Smith & Nephew could see increased growth, if not a takeover
October 11, 2017
Shareholders in Smith & Nephew appear to view the activist hedge fund Elliott Management building a stake in the orthopaedics group as a sign that it could soon be reinvigorated. The company’s shares are up 4% in London so far today, and its ADRs closed up 5% yesterday. This is perhaps surprising as the size of Elliott’s stake and what agenda the fund might push are unknown. But, added to the fact that S&N’s chief executive, Olivier Bohuon, is to step down in 2018 after seven years in the role, the news has also reignited speculation – never long dormant – around a potential takeover. Mr Bohuon was president of Smithkline Beecham at the time of its merger with Glaxo Wellcome in 2000, but strongly discouraged any takeover attempts at S&N – most recently a rumoured $18bn bid by Stryker in late 2015. Even if Elliott does not push for a trade sale, S&N ought to benefit from increased emphasis on growth, with its organic growth averaging only 2-3% in recent years, according to Bernstein, and 2017 guidance at just 3-4%.

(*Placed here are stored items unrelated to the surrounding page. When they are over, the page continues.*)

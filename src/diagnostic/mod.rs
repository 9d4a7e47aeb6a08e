pub mod ansi;
pub mod json;

use crate::ast::Span;
use crate::emitter::EmitError;
use crate::lexer::LexError;
use crate::parser::ParseError;
use crate::value::RuntimeError;

#[derive(Debug, Clone, PartialEq, Eq)]
pub enum Severity {
    Error,
    /// No stage reports warnings yet; the renderers already handle them.
    #[allow(dead_code)]
    Warning,
}

#[derive(Debug, Clone)]
pub struct Label {
    pub span: Span,
    pub message: String,
}

/// One reportable problem from any pipeline stage, renderable as ANSI,
/// plain text, or NDJSON.
#[derive(Debug, Clone)]
pub struct Diagnostic {
    pub severity: Severity,
    pub code: Option<&'static str>,
    pub message: String,
    pub labels: Vec<Label>,
    pub notes: Vec<String>,
    pub suggestion: Option<String>,
    pub source: Option<String>,
}

impl Diagnostic {
    pub fn error(message: impl Into<String>) -> Self {
        Diagnostic {
            severity: Severity::Error,
            code: None,
            message: message.into(),
            labels: Vec::new(),
            notes: Vec::new(),
            suggestion: None,
            source: None,
        }
    }

    pub fn with_code(mut self, code: &'static str) -> Self {
        self.code = Some(code);
        self
    }

    pub fn with_span(mut self, span: Span, label: impl Into<String>) -> Self {
        self.labels.push(Label { span, message: label.into() });
        self
    }

    pub fn with_note(mut self, note: impl Into<String>) -> Self {
        self.notes.push(note.into());
        self
    }

    pub fn with_suggestion(mut self, suggestion: impl Into<String>) -> Self {
        self.suggestion = Some(suggestion.into());
        self
    }

    pub fn with_source(mut self, source: impl Into<String>) -> Self {
        self.source = Some(source.into());
        self
    }
}

/// Line and column of a byte offset, both 1-based. Programs are usually
/// one-liners, so this scans instead of keeping a line table.
pub fn line_col(source: &str, offset: usize) -> (usize, usize) {
    let mut line = 1;
    let mut col = 1;
    for b in source.bytes().take(offset) {
        if b == b'\n' {
            line += 1;
            col = 1;
        } else {
            col += 1;
        }
    }
    (line, col)
}

/// Full text of a 1-based line.
pub fn line_text(source: &str, line: usize) -> &str {
    source
        .lines()
        .nth(line.saturating_sub(1))
        .unwrap_or("")
}

// ---- From impls for the stage error types ----

impl From<&LexError> for Diagnostic {
    fn from(e: &LexError) -> Self {
        let span = Span {
            start: e.position,
            end: e.position + e.snippet.len().max(1),
        };
        Diagnostic::error(format!("unexpected token '{}'", e.snippet))
            .with_code(e.code)
            .with_span(span, "here")
            .with_suggestion(e.suggestion.clone())
    }
}

impl From<&ParseError> for Diagnostic {
    fn from(e: &ParseError) -> Self {
        Diagnostic::error(&e.message)
            .with_code(e.code)
            .with_span(e.span, "here")
            .with_note(format!("at token index {}", e.position))
    }
}

impl From<&EmitError> for Diagnostic {
    fn from(e: &EmitError) -> Self {
        let (code, span) = match e {
            EmitError::InvalidStoreDestination { span } => ("KN-C001", *span),
            EmitError::IntegerOverflow { span, .. } => ("KN-C002", *span),
        };
        Diagnostic::error(e.to_string()).with_code(code).with_span(span, "here")
    }
}

impl From<&RuntimeError> for Diagnostic {
    fn from(e: &RuntimeError) -> Self {
        let code = match e {
            RuntimeError::BlockNotAllowed => "KN-R001",
            RuntimeError::BadAscii => "KN-R002",
            RuntimeError::BadAdd(_) => "KN-R003",
            RuntimeError::BadSub(_) => "KN-R004",
            RuntimeError::BadMult(_) => "KN-R005",
            RuntimeError::BadDiv(_) => "KN-R006",
            RuntimeError::DivisionByZero => "KN-R007",
            RuntimeError::BadMod(_) => "KN-R008",
            RuntimeError::BadExp(_) => "KN-R009",
            RuntimeError::BadHead(_) => "KN-R010",
            RuntimeError::BadTail(_) => "KN-R011",
            RuntimeError::BadGet(_) => "KN-R012",
            RuntimeError::BadSet(_) => "KN-R013",
            RuntimeError::OutOfRange { .. } => "KN-R014",
            RuntimeError::BadCall(_) => "KN-R015",
            RuntimeError::InvalidOpcode => "KN-R016",
            RuntimeError::StackUnderflow => "KN-R017",
            RuntimeError::Io(_) => "KN-R018",
        };
        Diagnostic::error(e.to_string()).with_code(code)
    }
}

Pfizer split back on again
October 10, 2017
Pfizer’s decision not to split up lasted just over a year, with the company now saying it is reviewing options for its consumer healthcare business. It is probably no wonder that the pharma giant wants to exit the sector – 2016 sales of $3.4bn made it only the number-seven player – but it is unclear who would want to acquire the unit, which encompasses brands like Chapstick and Advil. Companies lying below Pfizer in the rankings are unlikely to be interested: Boehringer left the sector earlier this year, while Merck KGaA recently said it was thinking of doing the same. One of the larger consumer players might want to build scale – perhaps Reckitt Benckiser or Glaxosmithkline under its new chief exec, Emma Walmsley, who previously headed up its consumer division; Nestlé is also rumoured to be interested. Pfizer said it might also choose to spin off the unit, or ultimately keep it. If it does offload it, the money could come in handy for pharma-focused acquisitions; there has recently been talk about Pfizer being interested in Bristol-Myers Squibb.
No icing for Xarelto cake
October 9, 2017
Having scored the big win in coronary and peripheral artery disease last month, it looked as if Bayer and J&J were mounting a successful revival of Xarelto sales against its main rival, Eliquis. So news that the drug failed to prove itself against aspirin in reducing the risk of stroke and systemic embolism in the phase III Navigate Esus trial has put a dent in plans to secure another label expansion. Navigate Esus was stopped early after an interim analysis showed that, not only was there no difference between Xarelto and aspirin in reducing the risk of stroke and systemic embolism, but that bleeding rates were higher in the Xarelto arm. Despite the setback Bayer and J&J are maintaining their ambitious sales targets for Xarelto, thanks chiefly to the results of the Compass trial in CAD and PAD, which analysts have forecast could add over $1bn to sales. But with Eliquis still clutching a superiority claim over warfarin in two big indications, compared with Xarelto’s non-inferiority label, Xarelto needs to ace the next four other studies it has lined up to expand its use –both to justify the huge investment J&J and Bayer are making in the trials and to avoid being the sector’s also-ran.